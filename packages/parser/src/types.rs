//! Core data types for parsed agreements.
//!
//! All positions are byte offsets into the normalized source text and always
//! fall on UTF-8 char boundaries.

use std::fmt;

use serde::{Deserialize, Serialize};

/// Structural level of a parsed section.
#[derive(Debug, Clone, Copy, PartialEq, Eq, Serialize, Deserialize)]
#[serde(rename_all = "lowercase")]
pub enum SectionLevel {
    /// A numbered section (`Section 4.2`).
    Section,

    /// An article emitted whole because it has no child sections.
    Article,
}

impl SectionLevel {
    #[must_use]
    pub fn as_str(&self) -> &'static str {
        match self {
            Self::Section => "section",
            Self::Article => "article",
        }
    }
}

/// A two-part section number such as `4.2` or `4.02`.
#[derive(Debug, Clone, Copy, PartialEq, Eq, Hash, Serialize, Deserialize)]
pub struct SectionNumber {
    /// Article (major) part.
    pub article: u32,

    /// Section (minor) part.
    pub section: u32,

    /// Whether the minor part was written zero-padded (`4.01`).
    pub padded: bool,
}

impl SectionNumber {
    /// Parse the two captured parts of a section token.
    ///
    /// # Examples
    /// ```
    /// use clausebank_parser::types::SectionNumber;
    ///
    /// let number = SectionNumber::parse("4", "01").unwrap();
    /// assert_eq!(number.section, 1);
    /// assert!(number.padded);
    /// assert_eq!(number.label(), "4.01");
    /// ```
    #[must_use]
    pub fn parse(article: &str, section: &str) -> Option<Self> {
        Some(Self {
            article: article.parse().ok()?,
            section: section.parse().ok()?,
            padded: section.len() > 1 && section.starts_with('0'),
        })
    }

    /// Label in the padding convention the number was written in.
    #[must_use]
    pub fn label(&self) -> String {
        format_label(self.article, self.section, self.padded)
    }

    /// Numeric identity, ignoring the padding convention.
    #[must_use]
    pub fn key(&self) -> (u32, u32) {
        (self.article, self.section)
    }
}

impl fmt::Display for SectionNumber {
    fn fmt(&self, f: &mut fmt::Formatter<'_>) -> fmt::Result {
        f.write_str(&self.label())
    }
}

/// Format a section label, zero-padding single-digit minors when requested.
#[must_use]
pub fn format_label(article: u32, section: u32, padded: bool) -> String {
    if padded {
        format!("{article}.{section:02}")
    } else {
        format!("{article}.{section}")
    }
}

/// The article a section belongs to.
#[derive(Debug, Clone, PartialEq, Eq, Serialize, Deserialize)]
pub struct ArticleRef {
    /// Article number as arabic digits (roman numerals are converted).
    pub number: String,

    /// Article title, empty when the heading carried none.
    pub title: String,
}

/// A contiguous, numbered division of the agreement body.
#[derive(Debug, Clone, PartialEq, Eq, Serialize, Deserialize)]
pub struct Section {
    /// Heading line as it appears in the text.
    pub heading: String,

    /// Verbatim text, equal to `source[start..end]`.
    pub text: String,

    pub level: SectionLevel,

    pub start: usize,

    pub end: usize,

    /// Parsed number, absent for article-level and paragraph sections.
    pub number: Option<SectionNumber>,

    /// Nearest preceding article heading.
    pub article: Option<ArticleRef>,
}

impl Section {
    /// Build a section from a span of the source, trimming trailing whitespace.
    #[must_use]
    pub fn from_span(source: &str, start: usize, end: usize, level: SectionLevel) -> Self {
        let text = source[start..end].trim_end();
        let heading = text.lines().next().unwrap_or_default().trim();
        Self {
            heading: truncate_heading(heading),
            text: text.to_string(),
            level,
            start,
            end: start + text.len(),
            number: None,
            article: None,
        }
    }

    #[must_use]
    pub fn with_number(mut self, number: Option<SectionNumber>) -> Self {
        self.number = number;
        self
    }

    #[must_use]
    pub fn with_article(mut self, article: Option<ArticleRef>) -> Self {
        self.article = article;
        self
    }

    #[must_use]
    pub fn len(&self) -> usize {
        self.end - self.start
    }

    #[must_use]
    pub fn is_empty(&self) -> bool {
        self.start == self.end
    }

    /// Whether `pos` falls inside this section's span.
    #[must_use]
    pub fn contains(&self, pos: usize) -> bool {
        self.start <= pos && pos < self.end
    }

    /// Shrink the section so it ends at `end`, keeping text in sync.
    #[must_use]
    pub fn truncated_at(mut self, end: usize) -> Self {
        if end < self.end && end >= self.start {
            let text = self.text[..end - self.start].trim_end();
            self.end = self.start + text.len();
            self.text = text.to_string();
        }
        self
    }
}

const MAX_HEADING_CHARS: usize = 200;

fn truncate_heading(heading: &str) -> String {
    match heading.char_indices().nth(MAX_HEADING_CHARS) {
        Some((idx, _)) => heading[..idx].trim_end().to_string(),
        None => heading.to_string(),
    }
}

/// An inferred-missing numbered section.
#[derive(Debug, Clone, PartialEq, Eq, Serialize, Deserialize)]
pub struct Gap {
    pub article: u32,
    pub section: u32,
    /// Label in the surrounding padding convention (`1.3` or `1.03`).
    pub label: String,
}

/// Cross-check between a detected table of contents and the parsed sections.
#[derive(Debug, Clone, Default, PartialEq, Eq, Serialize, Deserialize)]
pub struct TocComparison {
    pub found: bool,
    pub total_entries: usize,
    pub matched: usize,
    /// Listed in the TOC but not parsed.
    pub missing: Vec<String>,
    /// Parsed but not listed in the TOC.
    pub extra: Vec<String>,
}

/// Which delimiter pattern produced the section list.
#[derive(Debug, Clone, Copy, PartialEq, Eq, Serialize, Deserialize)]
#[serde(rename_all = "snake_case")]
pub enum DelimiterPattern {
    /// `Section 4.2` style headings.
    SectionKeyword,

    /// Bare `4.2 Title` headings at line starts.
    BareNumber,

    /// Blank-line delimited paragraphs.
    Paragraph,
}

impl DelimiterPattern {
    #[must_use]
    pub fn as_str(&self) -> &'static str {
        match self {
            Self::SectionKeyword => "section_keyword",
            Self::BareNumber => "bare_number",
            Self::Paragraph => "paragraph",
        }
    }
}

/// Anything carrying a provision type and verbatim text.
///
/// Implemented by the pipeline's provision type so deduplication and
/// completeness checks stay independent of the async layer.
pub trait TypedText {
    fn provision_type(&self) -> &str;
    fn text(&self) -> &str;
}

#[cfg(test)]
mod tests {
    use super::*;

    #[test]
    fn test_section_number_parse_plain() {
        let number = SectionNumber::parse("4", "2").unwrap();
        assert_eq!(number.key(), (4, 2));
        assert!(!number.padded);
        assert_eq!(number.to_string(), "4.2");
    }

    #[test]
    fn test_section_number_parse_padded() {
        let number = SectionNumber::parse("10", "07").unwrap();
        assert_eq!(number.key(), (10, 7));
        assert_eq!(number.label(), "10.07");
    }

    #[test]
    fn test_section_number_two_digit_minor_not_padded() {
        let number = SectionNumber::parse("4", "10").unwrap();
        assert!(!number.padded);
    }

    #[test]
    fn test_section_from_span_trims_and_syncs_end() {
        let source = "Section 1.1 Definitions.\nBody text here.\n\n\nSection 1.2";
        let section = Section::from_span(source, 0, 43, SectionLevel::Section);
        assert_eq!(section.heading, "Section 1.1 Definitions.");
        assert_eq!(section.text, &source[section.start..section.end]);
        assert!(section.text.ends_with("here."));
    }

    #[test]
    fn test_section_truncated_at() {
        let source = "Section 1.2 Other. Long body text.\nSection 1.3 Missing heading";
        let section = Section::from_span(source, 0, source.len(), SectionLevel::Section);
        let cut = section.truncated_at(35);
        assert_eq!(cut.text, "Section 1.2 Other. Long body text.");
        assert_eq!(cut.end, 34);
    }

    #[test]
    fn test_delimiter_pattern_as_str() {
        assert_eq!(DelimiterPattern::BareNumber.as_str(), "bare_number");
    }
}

● Task description
Look through the material for "numbered". Copy each line that has it.

● Task solution
    /// A numbered section (`Section 4.2`).
/// A contiguous, numbered division of the agreement body.
/// An inferred-missing numbered section.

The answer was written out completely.